Collected data
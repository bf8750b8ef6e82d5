use std::env;

#[derive(Debug, Clone)]
pub struct Config {
    pub app: AppConfig,
    pub database: DatabaseConfig,
    pub gateway: GatewayConfig,
    pub course_catalog: CourseCatalogConfig,
    pub swagger: SwaggerConfig,
    pub minio: MinIOConfig,
}

#[derive(Debug, Clone)]
pub struct AppConfig {
    pub host: String,
    pub port: u16,
    pub cors_allowed_origins: Vec<String>,
    pub max_request_body_size: usize,
}

#[derive(Debug, Clone)]
pub struct DatabaseConfig {
    pub url: String,
    pub max_connections: u32,
    pub min_connections: u32,
    pub acquire_timeout_secs: u64,
    pub idle_timeout_secs: u64,
    pub max_lifetime_secs: u64,
}

/// Configuration for the OpenAI-compatible chat-completion gateway used by
/// the chat relay and the e-book generation pipeline.
#[derive(Debug, Clone)]
pub struct GatewayConfig {
    /// Base URL of the gateway (the client appends `/v1/chat/completions`)
    pub base_url: String,
    /// Bearer credential. Loading is lazy: a missing key only fails the
    /// requests that actually reach the gateway.
    pub api_key: Option<String>,
    /// Model identifier sent with every request
    pub model: String,
}

/// Configuration for the external course catalog search API
#[derive(Debug, Clone)]
pub struct CourseCatalogConfig {
    pub base_url: String,
}

#[derive(Debug, Clone)]
pub struct SwaggerConfig {
    pub username: Option<String>,
    pub password: Option<String>,
    pub title: String,
    pub version: String,
    pub description: String,
}

/// MinIO/S3 storage configuration for generated e-book content
#[derive(Debug, Clone)]
pub struct MinIOConfig {
    /// MinIO/S3 endpoint URL
    pub endpoint: String,
    /// Public endpoint URL for publicly accessible files (optional, defaults to endpoint)
    pub public_endpoint: String,
    /// Access key for authentication
    pub access_key: String,
    /// Secret key for authentication
    pub secret_key: String,
    /// Bucket name for storing e-book content
    pub bucket: String,
    /// AWS region (for S3 compatibility)
    pub region: String,
}

impl Config {
    pub fn from_env() -> Result<Self, String> {
        // Load .env file if exists, ignore if not found (optional for production)
        if let Err(e) = dotenvy::dotenv() {
            if !e.to_string().contains("not found") {
                eprintln!("Warning: Error loading .env file: {}", e);
            }
        }

        Ok(Config {
            app: AppConfig::from_env()?,
            database: DatabaseConfig::from_env()?,
            gateway: GatewayConfig::from_env()?,
            course_catalog: CourseCatalogConfig::from_env()?,
            swagger: SwaggerConfig::from_env()?,
            minio: MinIOConfig::from_env()?,
        })
    }
}

impl AppConfig {
    const DEFAULT_MAX_REQUEST_BODY_SIZE: usize = 2 * 1024 * 1024; // 2MB

    pub fn from_env() -> Result<Self, String> {
        let host = env::var("HOST").unwrap_or_else(|_| "127.0.0.1".to_string());
        let port = env::var("PORT")
            .unwrap_or_else(|_| "3000".to_string())
            .parse::<u16>()
            .map_err(|e| format!("Invalid PORT: {}", e))?;

        // Parse CORS allowed origins from comma-separated string
        let cors_allowed_origins = env::var("CORS_ALLOWED_ORIGINS")
            .unwrap_or_else(|_| "*".to_string())
            .split(',')
            .map(|s| s.trim().to_string())
            .filter(|s| !s.is_empty())
            .collect();

        let max_request_body_size = env::var("MAX_REQUEST_BODY_SIZE")
            .unwrap_or_else(|_| Self::DEFAULT_MAX_REQUEST_BODY_SIZE.to_string())
            .parse::<usize>()
            .map_err(|_| "MAX_REQUEST_BODY_SIZE must be a valid number".to_string())?;

        Ok(Self {
            host,
            port,
            cors_allowed_origins,
            max_request_body_size,
        })
    }

    pub fn server_address(&self) -> String {
        format!("{}:{}", self.host, self.port)
    }
}

impl DatabaseConfig {
    // Default values for database connection pool (conservative defaults for small-medium apps)
    const DEFAULT_MAX_CONNECTIONS: u32 = 10;
    const DEFAULT_MIN_CONNECTIONS: u32 = 1;
    const DEFAULT_ACQUIRE_TIMEOUT_SECS: u64 = 5;
    const DEFAULT_IDLE_TIMEOUT_SECS: u64 = 600; // 10 minutes
    const DEFAULT_MAX_LIFETIME_SECS: u64 = 1800; // 30 minutes

    pub fn from_env() -> Result<Self, String> {
        let url = env::var("DATABASE_URL").map_err(|_| "DATABASE_URL must be set".to_string())?;

        let max_connections = env::var("DB_MAX_CONNECTIONS")
            .unwrap_or_else(|_| Self::DEFAULT_MAX_CONNECTIONS.to_string())
            .parse::<u32>()
            .map_err(|_| "DB_MAX_CONNECTIONS must be a valid number".to_string())?;

        let min_connections = env::var("DB_MIN_CONNECTIONS")
            .unwrap_or_else(|_| Self::DEFAULT_MIN_CONNECTIONS.to_string())
            .parse::<u32>()
            .map_err(|_| "DB_MIN_CONNECTIONS must be a valid number".to_string())?;

        let acquire_timeout_secs = env::var("DB_ACQUIRE_TIMEOUT_SECS")
            .unwrap_or_else(|_| Self::DEFAULT_ACQUIRE_TIMEOUT_SECS.to_string())
            .parse::<u64>()
            .map_err(|_| "DB_ACQUIRE_TIMEOUT_SECS must be a valid number".to_string())?;

        let idle_timeout_secs = env::var("DB_IDLE_TIMEOUT_SECS")
            .unwrap_or_else(|_| Self::DEFAULT_IDLE_TIMEOUT_SECS.to_string())
            .parse::<u64>()
            .map_err(|_| "DB_IDLE_TIMEOUT_SECS must be a valid number".to_string())?;

        let max_lifetime_secs = env::var("DB_MAX_LIFETIME_SECS")
            .unwrap_or_else(|_| Self::DEFAULT_MAX_LIFETIME_SECS.to_string())
            .parse::<u64>()
            .map_err(|_| "DB_MAX_LIFETIME_SECS must be a valid number".to_string())?;

        Ok(Self {
            url,
            max_connections,
            min_connections,
            acquire_timeout_secs,
            idle_timeout_secs,
            max_lifetime_secs,
        })
    }
}

impl GatewayConfig {
    const DEFAULT_BASE_URL: &'static str = "https://api.openai.com";
    const DEFAULT_MODEL: &'static str = "gpt-4o-mini";

    pub fn from_env() -> Result<Self, String> {
        let base_url = env::var("AI_GATEWAY_URL")
            .unwrap_or_else(|_| Self::DEFAULT_BASE_URL.to_string())
            .trim_end_matches('/')
            .to_string();

        // Deliberately not required here: requests that need the gateway fail
        // with a configuration error instead of preventing startup.
        let api_key = env::var("AI_GATEWAY_API_KEY").ok().filter(|s| !s.is_empty());

        let model = env::var("AI_GATEWAY_MODEL").unwrap_or_else(|_| Self::DEFAULT_MODEL.to_string());

        Ok(Self {
            base_url,
            api_key,
            model,
        })
    }
}

impl CourseCatalogConfig {
    const DEFAULT_BASE_URL: &'static str = "https://api.coursera.org";

    pub fn from_env() -> Result<Self, String> {
        let base_url = env::var("COURSE_CATALOG_URL")
            .unwrap_or_else(|_| Self::DEFAULT_BASE_URL.to_string())
            .trim_end_matches('/')
            .to_string();

        Ok(Self { base_url })
    }
}

impl SwaggerConfig {
    pub fn from_env() -> Result<Self, String> {
        // Only use credentials if they are non-empty
        let username = env::var("SWAGGER_USERNAME").ok().filter(|s| !s.is_empty());
        let password = env::var("SWAGGER_PASSWORD").ok().filter(|s| !s.is_empty());
        let title = env::var("SWAGGER_TITLE").unwrap_or_else(|_| "NorthStart API".to_string());
        let version = env::var("SWAGGER_VERSION").unwrap_or_else(|_| "0.1.0".to_string());
        let description = env::var("SWAGGER_DESCRIPTION")
            .unwrap_or_else(|_| "API documentation for NorthStart".to_string());

        Ok(Self {
            username,
            password,
            title,
            version,
            description,
        })
    }

    /// Returns credentials in "username:password" format if auth is enabled
    pub fn credentials(&self) -> Option<String> {
        match (&self.username, &self.password) {
            (Some(user), Some(pass)) => Some(format!("{}:{}", user, pass)),
            _ => None,
        }
    }
}

impl MinIOConfig {
    pub fn from_env() -> Result<Self, String> {
        let endpoint =
            env::var("MINIO_ENDPOINT").unwrap_or_else(|_| "http://localhost:9000".to_string());

        // Public endpoint defaults to the main endpoint if not specified
        let public_endpoint =
            env::var("MINIO_PUBLIC_ENDPOINT").unwrap_or_else(|_| endpoint.clone());

        let access_key = env::var("MINIO_ACCESS_KEY").unwrap_or_else(|_| "minioadmin".to_string());

        let secret_key = env::var("MINIO_SECRET_KEY").unwrap_or_else(|_| "minioadmin".to_string());

        let bucket = env::var("MINIO_BUCKET").unwrap_or_else(|_| "ebook-files".to_string());

        let region = env::var("MINIO_REGION").unwrap_or_else(|_| "us-east-1".to_string());

        Ok(Self {
            endpoint,
            public_endpoint,
            access_key,
            secret_key,
            bucket,
            region,
        })
    }
}

#[cfg(test)]
mod tests {
    use super::*;

    #[test]
    fn swagger_credentials_require_both_fields() {
        let config = SwaggerConfig {
            username: Some("admin".to_string()),
            password: None,
            title: "NorthStart API".to_string(),
            version: "0.1.0".to_string(),
            description: "docs".to_string(),
        };
        assert!(config.credentials().is_none());

        let config = SwaggerConfig {
            username: Some("admin".to_string()),
            password: Some("secret".to_string()),
            ..config
        };
        assert_eq!(config.credentials(), Some("admin:secret".to_string()));
    }
}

> Problem
Having output the line that contains "pub struct GatewayConfig", stop. Every line before it, back to the first line of the data, must be reproduced exactly.

> Task answer
repository bf8750b8ef6e82d5
use std::env;

#[derive(Debug, Clone)]
pub struct Config {
    pub app: AppConfig,
    pub database: DatabaseConfig,
    pub gateway: GatewayConfig,
    pub course_catalog: CourseCatalogConfig,
    pub swagger: SwaggerConfig,
    pub minio: MinIOConfig,
}

#[derive(Debug, Clone)]
pub struct AppConfig {
    pub host: String,
    pub port: u16,
    pub cors_allowed_origins: Vec<String>,
    pub max_request_body_size: usize,
}

#[derive(Debug, Clone)]
pub struct DatabaseConfig {
    pub url: String,
    pub max_connections: u32,
    pub min_connections: u32,
    pub acquire_timeout_secs: u64,
    pub idle_timeout_secs: u64,
    pub max_lifetime_secs: u64,
}

/// Configuration for the OpenAI-compatible chat-completion gateway used by
/// the chat relay and the e-book generation pipeline.
#[derive(Debug, Clone)]
pub struct GatewayConfig {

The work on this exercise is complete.